Comment by jeroenhd
4 years ago
The concept of the research is quite good. The way this research was carried out, is downright unethical.
By submitting their bad code to the actual Linux mailing list, they have made Linux kernel developers part of their research without their knowledge or consent.
Some of this vandalism has made it down into the Linux kernel already. These researchers have sabotaged other people's software for their personal gain, another paper to boast about.
Had this been done with the developers' consent and with a way to pull out the patches before they actually hit the stable branches, then this could have been a valuable research. It's the way that the research was carried out that's the problem, and that's why everybody is hating on the researches (rather than the research matter itself).
To provide some parallel on how the research was carried about:
I see it as similar to
- allowing recording of people without their consent (or warrant),
- experimenting on PTSD by inducing PTSD without people consent,
- or medical experimentation without the subject consent.
And the arguments about not having anyone know:
Try to introduce yourself in the White House and when you get caught tell them "I was just testing your security procedures".
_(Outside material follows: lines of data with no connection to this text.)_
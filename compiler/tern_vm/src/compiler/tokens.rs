//! The language's keywords, special characters and digraphs.

use tern_lexer::{TokenId, TokenTable};

/// Every registered token. The discriminant is the [`TokenId`].
#[derive(Copy, Clone, Debug, PartialEq, Eq)]
#[repr(u16)]
pub(crate) enum Tok {
    // Keywords
    If,
    Else,
    Then,
    Times,
    Each,
    Leave,
    IfLeave,
    I,
    J,
    K,
    Try,
    Catch,
    CatchAll,
    EndTry,
    Throw,
    Recurse,
    Defer,
    Global,
    Const,
    Dup,
    Drop,
    Swap,
    Over,
    Rot,
    Not,
    Neg,
    And,
    Or,
    Call,
    NoneLit,
    // Specials
    Colon,
    Semi,
    Bar,
    Comma,
    LParen,
    RParen,
    Query,
    Bang,
    Amp,
    Backtick,
    At,
    LBrace,
    RBrace,
    LBracket,
    RBracket,
    Plus,
    Minus,
    Star,
    Slash,
    Percent,
    Eq,
    Lt,
    Gt,
    Dot,
    // Digraphs
    Ne,
    Le,
    Ge,
    HashOpen,
}

const KEYWORDS: &[(&str, Tok)] = &[
    ("if", Tok::If),
    ("else", Tok::Else),
    ("then", Tok::Then),
    ("times", Tok::Times),
    ("each", Tok::Each),
    ("leave", Tok::Leave),
    ("ifleave", Tok::IfLeave),
    ("i", Tok::I),
    ("j", Tok::J),
    ("k", Tok::K),
    ("try", Tok::Try),
    ("catch", Tok::Catch),
    ("catchall", Tok::CatchAll),
    ("endtry", Tok::EndTry),
    ("throw", Tok::Throw),
    ("recurse", Tok::Recurse),
    ("defer", Tok::Defer),
    ("global", Tok::Global),
    ("const", Tok::Const),
    ("dup", Tok::Dup),
    ("drop", Tok::Drop),
    ("swap", Tok::Swap),
    ("over", Tok::Over),
    ("rot", Tok::Rot),
    ("not", Tok::Not),
    ("neg", Tok::Neg),
    ("and", Tok::And),
    ("or", Tok::Or),
    ("call", Tok::Call),
    ("none", Tok::NoneLit),
];

const SPECIALS: &[(u8, Tok)] = &[
    (b':', Tok::Colon),
    (b';', Tok::Semi),
    (b'|', Tok::Bar),
    (b',', Tok::Comma),
    (b'(', Tok::LParen),
    (b')', Tok::RParen),
    (b'?', Tok::Query),
    (b'!', Tok::Bang),
    (b'&', Tok::Amp),
    (b'`', Tok::Backtick),
    (b'@', Tok::At),
    (b'{', Tok::LBrace),
    (b'}', Tok::RBrace),
    (b'[', Tok::LBracket),
    (b']', Tok::RBracket),
    (b'+', Tok::Plus),
    (b'-', Tok::Minus),
    (b'*', Tok::Star),
    (b'/', Tok::Slash),
    (b'%', Tok::Percent),
    (b'=', Tok::Eq),
    (b'<', Tok::Lt),
    (b'>', Tok::Gt),
    (b'.', Tok::Dot),
];

const DIGRAPHS: &[(&str, Tok)] = &[
    ("!=", Tok::Ne),
    ("<=", Tok::Le),
    (">=", Tok::Ge),
    ("[%", Tok::HashOpen),
];

/// Ordered so that `ALL[tok as usize] == tok`.
const ALL: [Tok; 58] = [
    Tok::If,
    Tok::Else,
    Tok::Then,
    Tok::Times,
    Tok::Each,
    Tok::Leave,
    Tok::IfLeave,
    Tok::I,
    Tok::J,
    Tok::K,
    Tok::Try,
    Tok::Catch,
    Tok::CatchAll,
    Tok::EndTry,
    Tok::Throw,
    Tok::Recurse,
    Tok::Defer,
    Tok::Global,
    Tok::Const,
    Tok::Dup,
    Tok::Drop,
    Tok::Swap,
    Tok::Over,
    Tok::Rot,
    Tok::Not,
    Tok::Neg,
    Tok::And,
    Tok::Or,
    Tok::Call,
    Tok::NoneLit,
    Tok::Colon,
    Tok::Semi,
    Tok::Bar,
    Tok::Comma,
    Tok::LParen,
    Tok::RParen,
    Tok::Query,
    Tok::Bang,
    Tok::Amp,
    Tok::Backtick,
    Tok::At,
    Tok::LBrace,
    Tok::RBrace,
    Tok::LBracket,
    Tok::RBracket,
    Tok::Plus,
    Tok::Minus,
    Tok::Star,
    Tok::Slash,
    Tok::Percent,
    Tok::Eq,
    Tok::Lt,
    Tok::Gt,
    Tok::Dot,
    Tok::Ne,
    Tok::Le,
    Tok::Ge,
    Tok::HashOpen,
];

impl Tok {
    #[inline]
    pub(crate) fn id(self) -> TokenId {
        TokenId(self as u16)
    }

    pub(crate) fn from_id(id: TokenId) -> Option<Tok> {
        ALL.get(usize::from(id.0)).copied()
    }
}

pub(crate) fn token_table() -> TokenTable {
    let mut table = TokenTable::new();
    for &(word, tok) in KEYWORDS {
        table = table.keyword(word, tok.id());
    }
    for &(ch, tok) in SPECIALS {
        table = table.special(ch, tok.id());
    }
    for &(text, tok) in DIGRAPHS {
        table = table.digraph(text, tok.id());
    }
    table
}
submitting a patch for review to test the strength of the review process is not equivalent to inducing PTSD in people without consent or breaking in to the Whitehouse. You're being ridiculous. Linux runs many of the worlds financial, medical, etc etc... institutions and they have exposed how easy it is to introduce a backdoor.
If this was Facebook and not Linux everyone would look upon this very differently.
The fact that issues in Linux can kill people is exactly why they need leadership buy in first.
There are ways to test social vulnerabilities (pentesting) and they all involve asking for permission first.